During the Enlightenment, European scholars, later called Orientalists, strove to understand Indian religions, often by comparing them to classical mythology or biblical accounts. To satisfy their curiosity, scholars translated and illustrated Indian religious texts; however, prejudice and confusion at times colored their interpretations. In his 1667 print “…About the fourteen worlds of Brahma,” the scholar Athanasius Kircher conflated the notion of brahman—or ultimate reality, visualized as divine man (purusha) within the cosmos—with the deity Brahma. He further lamented it as a “fiction” compared to the “light” of Christianity. Bernard Picart used Kircher’s print as a model for his 1723 engraving “Brahma.”

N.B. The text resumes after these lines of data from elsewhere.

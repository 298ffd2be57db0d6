//! Two-feature logistic regression artifact.
//!
//! Artifact format (JSON):
//!
//! ```json
//! { "coef_lumbar": 0.35, "coef_hip": 0.25, "intercept": -13.5 }
//! ```
//!
//! `p(dangerous) = sigmoid(coef_lumbar * lumbar + coef_hip * hip + intercept)`.
//! The label is `Dangerous` when the decision value is positive (`p > 0.5`);
//! confidence is the probability of the chosen label.

use serde::{Deserialize, Serialize};
use std::path::Path;
use tracing::info;

use super::{ClassifierError, PostureClassifier};
use crate::types::{Classification, PostureLabel};

#[derive(Debug, Clone, Copy, PartialEq, Serialize, Deserialize)]
pub struct LogisticModel {
    pub coef_lumbar: f64,
    pub coef_hip: f64,
    pub intercept: f64,
}

impl LogisticModel {
    /// Build from coefficients, rejecting NaN/Inf.
    pub fn new(coef_lumbar: f64, coef_hip: f64, intercept: f64) -> Result<Self, ClassifierError> {
        let model = Self {
            coef_lumbar,
            coef_hip,
            intercept,
        };
        model.validate()?;
        Ok(model)
    }

    /// Load and validate a JSON artifact.
    pub fn load(path: &Path) -> Result<Self, ClassifierError> {
        let data = std::fs::read(path).map_err(|source| ClassifierError::Io {
            path: path.to_path_buf(),
            source,
        })?;
        let model: Self = serde_json::from_slice(&data).map_err(|source| ClassifierError::Parse {
            path: path.to_path_buf(),
            source,
        })?;
        model.validate()?;

        info!(
            path = %path.display(),
            coef_lumbar = model.coef_lumbar,
            coef_hip = model.coef_hip,
            intercept = model.intercept,
            "Loaded posture model"
        );
        Ok(model)
    }

    fn validate(&self) -> Result<(), ClassifierError> {
        let fields = [
            ("coef_lumbar", self.coef_lumbar),
            ("coef_hip", self.coef_hip),
            ("intercept", self.intercept),
        ];
        for (name, value) in fields {
            if !value.is_finite() {
                return Err(ClassifierError::Invalid(format!(
                    "{name} must be a finite number, got {value}"
                )));
            }
        }
        Ok(())
    }

    /// Linear decision value; positive means dangerous.
    pub fn decision(&self, lumbar_angle: f64, hip_angle: f64) -> f64 {
        self.coef_lumbar * lumbar_angle + self.coef_hip * hip_angle + self.intercept
    }

    /// Probability of the dangerous class.
    pub fn probability_dangerous(&self, lumbar_angle: f64, hip_angle: f64) -> f64 {
        sigmoid(self.decision(lumbar_angle, hip_angle))
    }
}

impl PostureClassifier for LogisticModel {
    fn classify(&self, lumbar_angle: f64, hip_angle: f64) -> Classification {
        let decision = self.decision(lumbar_angle, hip_angle);
        let p = sigmoid(decision);
        if decision > 0.0 {
            Classification {
                label: PostureLabel::Dangerous,
                confidence: p,
            }
        } else {
            Classification {
                label: PostureLabel::Safe,
                confidence: 1.0 - p,
            }
        }
    }
}

/// Numerically stable logistic function.
fn sigmoid(x: f64) -> f64 {
    if x >= 0.0 {
        1.0 / (1.0 + (-x).exp())
    } else {
        let e = x.exp();
        e / (1.0 + e)
    }
}

#[cfg(test)]
mod tests {
    use super::*;
    use std::io::Write;

    fn model() -> LogisticModel {
        LogisticModel::new(0.35, 0.25, -13.5).unwrap()
    }

    #[test]
    fn test_sigmoid_symmetry_and_extremes() {
        assert_eq!(sigmoid(0.0), 0.5);
        assert!((sigmoid(2.0) + sigmoid(-2.0) - 1.0).abs() < 1e-12);
        assert!(sigmoid(800.0) <= 1.0);
        assert!(sigmoid(-800.0) >= 0.0);
    }

    #[test]
    fn test_classifies_reference_points() {
        let m = model();

        let bent = m.classify(35.0, 18.0);
        assert_eq!(bent.label, PostureLabel::Dangerous);
        assert!(bent.confidence > 0.9);

        let upright = m.classify(19.0, 10.0);
        assert_eq!(upright.label, PostureLabel::Safe);
        assert!(upright.confidence > 0.9);
    }

    #[test]
    fn test_confidence_is_probability_of_chosen_label() {
        let m = model();
        for (lumbar, hip) in [(0.0, 0.0), (28.0, 15.0), (40.0, 30.0), (-10.0, 5.0)] {
            let c = m.classify(lumbar, hip);
            let p = m.probability_dangerous(lumbar, hip);
            assert!((0.0..=1.0).contains(&c.confidence));
            assert!(c.confidence >= 0.5);
            match c.label {
                PostureLabel::Dangerous => assert_eq!(c.confidence, p),
                PostureLabel::Safe => assert_eq!(c.confidence, 1.0 - p),
            }
        }
    }

    #[test]
    fn test_zero_decision_is_safe() {
        let m = LogisticModel::new(1.0, 0.0, -20.0).unwrap();
        let c = m.classify(20.0, 0.0);
        assert_eq!(c.label, PostureLabel::Safe);
        assert_eq!(c.confidence, 0.5);
    }

    #[test]
    fn test_rejects_non_finite_coefficients() {
        assert!(matches!(
            LogisticModel::new(f64::NAN, 0.1, 0.0),
            Err(ClassifierError::Invalid(_))
        ));
    }

    #[test]
    fn test_load_artifact() {
        let mut file = tempfile::NamedTempFile::new().unwrap();
        write!(file, r#"{{"coef_lumbar": 0.35, "coef_hip": 0.25, "intercept": -13.5}}"#).unwrap();

        let loaded = LogisticModel::load(file.path()).unwrap();
        assert_eq!(loaded, model());
    }

    #[test]
    fn test_load_missing_artifact_fails() {
        let err = LogisticModel::load(Path::new("/nonexistent/posture_model.json")).unwrap_err();
        assert!(matches!(err, ClassifierError::Io { .. }));
        assert!(err.to_string().contains("/nonexistent/posture_model.json"));
    }

    #[test]
    fn test_load_malformed_artifact_fails() {
        let mut file = tempfile::NamedTempFile::new().unwrap();
        write!(file, r#"{{"coef_lumbar": 0.35}}"#).unwrap();

        assert!(matches!(
            LogisticModel::load(file.path()),
            Err(ClassifierError::Parse { .. })
        ));
    }
}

In his Interesting Historical Events Relative to … Bengal (1766–71), the British East India Company official John Holwell translated an ancient account of the creation of the world to align European conceptions of biblical time with Indian cosmology. He employed a Bengali artist to illustrate it “under the eye of a judicious Bra[h]min,” a Hindu religious teacher. The original Indian text Holwell translated is unknown, but the engraving, “Of the Creation of the Worlds,” seems to meld at least three creation myths related to the Hindu god Vishnu. The patchwork of vignettes signifies the struggle that Europeans faced trying to interpret different traditions. It also reveals the challenges Indian artists and religious teachers confronted in gleaning the goals of their European patrons.

In a sea of silvery fish, Vishnu is seen again in an 1827 hand-colored lithograph, “Nârâyana ou Vatapatrakai,” based on an earlier engraving by Pierre Sonnerat that was itself after an Indian painting.